Directions:
Without omitting anything, return the records precisely as given.

Collection entries:
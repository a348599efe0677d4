//! Generation result types exchanged with the metadata generator
//!
//! These mirror the JSON shape produced by the `custom-functions-metadata`
//! package. The plugin never looks inside `metadata_json`; it is written out
//! verbatim.

use serde::{Deserialize, Serialize};
use std::path::Path;

/// Links a generated registration id to a function and the file declaring it
#[derive(Debug, Clone, PartialEq, Eq, Serialize, Deserialize)]
#[serde(rename_all = "camelCase")]
pub struct Association {
    /// Registration id used by the spreadsheet host
    pub id: String,

    /// Name of the JavaScript function implementing the custom function
    pub function_name: String,

    /// Path of the source file that declares the function
    pub source_file_name: String,
}

impl Association {
    pub fn new(
        id: impl Into<String>,
        function_name: impl Into<String>,
        source_file_name: impl Into<String>,
    ) -> Self {
        Self {
            id: id.into(),
            function_name: function_name.into(),
            source_file_name: source_file_name.into(),
        }
    }

    /// Whether this association was declared in `file`
    pub fn is_declared_in(&self, file: &Path) -> bool {
        Path::new(&self.source_file_name) == file
    }
}

/// Result of one metadata generation run
#[derive(Debug, Clone, Default, PartialEq, Eq, Serialize, Deserialize)]
#[serde(rename_all = "camelCase")]
pub struct GenerateResult {
    /// Errors reported by the generator; any entry fails the build
    #[serde(default)]
    pub errors: Vec<String>,

    /// Registration records for every discovered custom function
    #[serde(default)]
    pub associate: Vec<Association>,

    /// Serialized metadata document
    #[serde(default)]
    pub metadata_json: String,
}

impl GenerateResult {
    pub fn is_ok(&self) -> bool {
        self.errors.is_empty()
    }

    /// Associations declared in `file`, in generator order
    pub fn associations_for<'a>(
        &'a self,
        file: &'a Path,
    ) -> impl Iterator<Item = &'a Association> + 'a {
        self.associate
            .iter()
            .filter(move |item| item.is_declared_in(file))
    }
}
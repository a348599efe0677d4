//! Aggregation module: imports every custom function and re-exports them
//!
//! ```text
//! import { add, clock } from "../src/functions.ts";
//! import { mul } from "../src/math.ts";
//!
//! export {
//!   add,
//!   clock,
//!   mul,
//! };
//! ```

use crate::metadata::Association;
use indexmap::{IndexMap, IndexSet};
use std::path::{Component, Path};
use tracing::warn;

/// Render the aggregation module for a module file living in `module_dir`
///
/// Imports are grouped per source file in first-seen order, and the export
/// list follows the import lines. A function name is imported and exported
/// once; later duplicates from other files are dropped.
pub fn render_aggregation_module(associations: &[Association], module_dir: &Path) -> String {
    let mut exported: IndexSet<&str> = IndexSet::new();
    let mut imports: IndexMap<&str, Vec<&str>> = IndexMap::new();

    for association in associations {
        let name = association.function_name.as_str();
        let names = imports
            .entry(association.source_file_name.as_str())
            .or_default();

        if exported.insert(name) {
            names.push(name);
        } else if !names.contains(&name) {
            warn!(
                "[fob-custom-functions] Function '{}' from {} is already exported, skipping",
                name, association.source_file_name
            );
        }
    }

    let mut module = String::new();

    for (source, names) in &imports {
        if names.is_empty() {
            continue;
        }
        module.push_str(&format!(
            "import {{ {} }} from {};\n",
            names.join(", "),
            quote(&import_specifier(module_dir, Path::new(source)))
        ));
    }

    if !imports.is_empty() {
        module.push('\n');
    }

    module.push_str("export {\n");
    for name in imports.values().flatten() {
        module.push_str(&format!("  {},\n", name));
    }
    module.push_str("};\n");

    module
}

fn quote(specifier: &str) -> String {
    serde_json::to_string(specifier).unwrap_or_else(|_| format!("\"{}\"", specifier))
}

/// Relative import specifier from `from_dir` to `to`, always `./` or `../` prefixed
fn import_specifier(from_dir: &Path, to: &Path) -> String {
    if !to.is_absolute() {
        let relative = to.to_string_lossy().replace('\\', "/");
        return if relative.starts_with("./") || relative.starts_with("../") {
            relative
        } else {
            format!("./{}", relative)
        };
    }

    let from: Vec<Component<'_>> = from_dir.components().collect();
    let target: Vec<Component<'_>> = to.components().collect();
    let common = from
        .iter()
        .zip(&target)
        .take_while(|(a, b)| a == b)
        .count();

    let mut parts: Vec<String> = Vec::new();
    for _ in common..from.len() {
        parts.push("..".to_string());
    }
    for component in &target[common..] {
        parts.push(component.as_os_str().to_string_lossy().into_owned());
    }

    let joined = parts.join("/");
    if joined.starts_with("../") {
        joined
    } else {
        format!("./{}", joined)
    }
}
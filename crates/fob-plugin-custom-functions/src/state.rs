//! State shared between plugin hooks and the dev server

use crate::config::ResolvedOptions;
use crate::metadata::GenerateResult;
use parking_lot::RwLock;
use std::sync::Arc;

/// Holds the active resolved options and the latest successful generation result
///
/// Options may be re-resolved in `build_start` once the bundler's working
/// directory is known. The result is written once per build and read by every
/// other hook. Neither lock is held across an await point.
#[derive(Debug)]
pub struct GenerationState {
    options: RwLock<Arc<ResolvedOptions>>,
    result: RwLock<Option<Arc<GenerateResult>>>,
}

impl GenerationState {
    pub fn new(options: ResolvedOptions) -> Self {
        Self {
            options: RwLock::new(Arc::new(options)),
            result: RwLock::new(None),
        }
    }

    pub fn options(&self) -> Arc<ResolvedOptions> {
        self.options.read().clone()
    }

    pub(crate) fn set_options(&self, options: ResolvedOptions) {
        *self.options.write() = Arc::new(options);
    }

    /// Current result; only results without errors are ever stored
    pub fn get(&self) -> Option<Arc<GenerateResult>> {
        self.result.read().clone()
    }

    pub(crate) fn store(&self, result: Arc<GenerateResult>) {
        debug_assert!(result.is_ok());
        *self.result.write() = Some(result);
    }

    pub(crate) fn clear(&self) {
        *self.result.write() = None;
    }
}
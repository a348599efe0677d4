//! Registration statements appended to custom function source files

use crate::metadata::Association;

/// Result of offering a module to the transform step
#[derive(Debug, Clone, PartialEq, Eq)]
pub enum TransformOutcome {
    /// Module is not a configured input
    Skip,
    /// Module is an input but no generation result is available yet
    Unchanged(String),
    /// Registration statements were appended
    Transformed(String),
}

impl TransformOutcome {
    /// Code to hand back to the bundler, if any
    pub fn into_code(self) -> Option<String> {
        match self {
            Self::Skip => None,
            Self::Unchanged(code) | Self::Transformed(code) => Some(code),
        }
    }
}

/// `CustomFunctions.associate("<id>", <functionName>);`
pub fn registration_statement(association: &Association) -> String {
    // serde_json gives a correctly escaped JS string literal
    let id = serde_json::to_string(&association.id)
        .unwrap_or_else(|_| format!("\"{}\"", association.id));
    format!(
        "CustomFunctions.associate({}, {});",
        id, association.function_name
    )
}

/// Append one registration statement per association, in order
pub fn append_registrations<'a>(
    code: &str,
    associations: impl IntoIterator<Item = &'a Association>,
) -> String {
    let mut transformed = code.to_string();
    for association in associations {
        transformed.push('\n');
        transformed.push_str(&registration_statement(association));
    }
    transformed
}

Answer box:
repository a348599efe0677d4
//! Generation result types exchanged with the metadata generator
//!
//! These mirror the JSON shape produced by the `custom-functions-metadata`
//! package. The plugin never looks inside `metadata_json`; it is written out
//! verbatim.

use serde::{Deserialize, Serialize};
use std::path::Path;

/// Links a generated registration id to a function and the file declaring it
#[derive(Debug, Clone, PartialEq, Eq, Serialize, Deserialize)]
#[serde(rename_all = "camelCase")]
pub struct Association {
    /// Registration id used by the spreadsheet host
    pub id: String,

    /// Name of the JavaScript function implementing the custom function
    pub function_name: String,

    /// Path of the source file that declares the function
    pub source_file_name: String,
}

impl Association {
    pub fn new(
        id: impl Into<String>,
        function_name: impl Into<String>,
        source_file_name: impl Into<String>,
    ) -> Self {
        Self {
            id: id.into(),
            function_name: function_name.into(),
            source_file_name: source_file_name.into(),
        }
    }

    /// Whether this association was declared in `file`
    pub fn is_declared_in(&self, file: &Path) -> bool {
        Path::new(&self.source_file_name) == file
    }
}

/// Result of one metadata generation run
#[derive(Debug, Clone, Default, PartialEq, Eq, Serialize, Deserialize)]
#[serde(rename_all = "camelCase")]
pub struct GenerateResult {
    /// Errors reported by the generator; any entry fails the build
    #[serde(default)]
    pub errors: Vec<String>,

    /// Registration records for every discovered custom function
    #[serde(default)]
    pub associate: Vec<Association>,

    /// Serialized metadata document
    #[serde(default)]
    pub metadata_json: String,
}

impl GenerateResult {
    pub fn is_ok(&self) -> bool {
        self.errors.is_empty()
    }

    /// Associations declared in `file`, in generator order
    pub fn associations_for<'a>(
        &'a self,
        file: &'a Path,
    ) -> impl Iterator<Item = &'a Association> + 'a {
        self.associate
            .iter()
            .filter(move |item| item.is_declared_in(file))
    }
}
repository a348599efe0677d4
//! Aggregation module: imports every custom function and re-exports them
//!
//! ```text
//! import { add, clock } from "../src/functions.ts";
//! import { mul } from "../src/math.ts";
//!
//! export {
//!   add,
//!   clock,
//!   mul,
//! };
//! ```

use crate::metadata::Association;
use indexmap::{IndexMap, IndexSet};
use std::path::{Component, Path};
use tracing::warn;

/// Render the aggregation module for a module file living in `module_dir`
///
/// Imports are grouped per source file in first-seen order, and the export
/// list follows the import lines. A function name is imported and exported
/// once; later duplicates from other files are dropped.
pub fn render_aggregation_module(associations: &[Association], module_dir: &Path) -> String {
    let mut exported: IndexSet<&str> = IndexSet::new();
    let mut imports: IndexMap<&str, Vec<&str>> = IndexMap::new();

    for association in associations {
        let name = association.function_name.as_str();
        let names = imports
            .entry(association.source_file_name.as_str())
            .or_default();

        if exported.insert(name) {
            names.push(name);
        } else if !names.contains(&name) {
            warn!(
                "[fob-custom-functions] Function '{}' from {} is already exported, skipping",
                name, association.source_file_name
            );
        }
    }

    let mut module = String::new();

    for (source, names) in &imports {
        if names.is_empty() {
            continue;
        }
        module.push_str(&format!(
            "import {{ {} }} from {};\n",
            names.join(", "),
            quote(&import_specifier(module_dir, Path::new(source)))
        ));
    }

    if !imports.is_empty() {
        module.push('\n');
    }

    module.push_str("export {\n");
    for name in imports.values().flatten() {
        module.push_str(&format!("  {},\n", name));
    }
    module.push_str("};\n");

    module
}

fn quote(specifier: &str) -> String {
    serde_json::to_string(specifier).unwrap_or_else(|_| format!("\"{}\"", specifier))
}

/// Relative import specifier from `from_dir` to `to`, always `./` or `../` prefixed
fn import_specifier(from_dir: &Path, to: &Path) -> String {
    if !to.is_absolute() {
        let relative = to.to_string_lossy().replace('\\', "/");
        return if relative.starts_with("./") || relative.starts_with("../") {
            relative
        } else {
            format!("./{}", relative)
        };
    }

    let from: Vec<Component<'_>> = from_dir.components().collect();
    let target: Vec<Component<'_>> = to.components().collect();
    let common = from
        .iter()
        .zip(&target)
        .take_while(|(a, b)| a == b)
        .count();

    let mut parts: Vec<String> = Vec::new();
    for _ in common..from.len() {
        parts.push("..".to_string());
    }
    for component in &target[common..] {
        parts.push(component.as_os_str().to_string_lossy().into_owned());
    }

    let joined = parts.join("/");
    if joined.starts_with("../") {
        joined
    } else {
        format!("./{}", joined)
    }
}
filename crates/fob-plugin-custom-functions/src/state.rs
//! State shared between plugin hooks and the dev server

use crate::config::ResolvedOptions;
use crate::metadata::GenerateResult;
use parking_lot::RwLock;
use std::sync::Arc;

/// Holds the active resolved options and the latest successful generation result
///
/// Options may be re-resolved in `build_start` once the bundler's working
/// directory is known. The result is written once per build and read by every
/// other hook. Neither lock is held across an await point.
#[derive(Debug)]
pub struct GenerationState {
    options: RwLock<Arc<ResolvedOptions>>,
    result: RwLock<Option<Arc<GenerateResult>>>,
}

impl GenerationState {
    pub fn new(options: ResolvedOptions) -> Self {
        Self {
            options: RwLock::new(Arc::new(options)),
            result: RwLock::new(None),
        }
    }

    pub fn options(&self) -> Arc<ResolvedOptions> {
        self.options.read().clone()
    }

    pub(crate) fn set_options(&self, options: ResolvedOptions) {
        *self.options.write() = Arc::new(options);
    }

    /// Current result; only results without errors are ever stored
    pub fn get(&self) -> Option<Arc<GenerateResult>> {
        self.result.read().clone()
    }

    pub(crate) fn store(&self, result: Arc<GenerateResult>) {
        debug_assert!(result.is_ok());
        *self.result.write() = Some(result);
    }

    pub(crate) fn clear(&self) {
        *self.result.write() = None;
    }
}
repository a348599efe0677d4
//! Registration statements appended to custom function source files

use crate::metadata::Association;

/// Result of offering a module to the transform step
#[derive(Debug, Clone, PartialEq, Eq)]
pub enum TransformOutcome {
    /// Module is not a configured input
    Skip,
    /// Module is an input but no generation result is available yet
    Unchanged(String),
    /// Registration statements were appended
    Transformed(String),
}

impl TransformOutcome {
    /// Code to hand back to the bundler, if any
    pub fn into_code(self) -> Option<String> {
        match self {
            Self::Skip => None,
            Self::Unchanged(code) | Self::Transformed(code) => Some(code),
        }
    }
}

/// `CustomFunctions.associate("<id>", <functionName>);`
pub fn registration_statement(association: &Association) -> String {
    // serde_json gives a correctly escaped JS string literal
    let id = serde_json::to_string(&association.id)
        .unwrap_or_else(|_| format!("\"{}\"", association.id));
    format!(
        "CustomFunctions.associate({}, {});",
        id, association.function_name
    )
}

/// Append one registration statement per association, in order
pub fn append_registrations<'a>(
    code: &str,
    associations: impl IntoIterator<Item = &'a Association>,
) -> String {
    let mut transformed = code.to_string();
    for association in associations {
        transformed.push('\n');
        transformed.push_str(&registration_statement(association));
    }
    transformed
}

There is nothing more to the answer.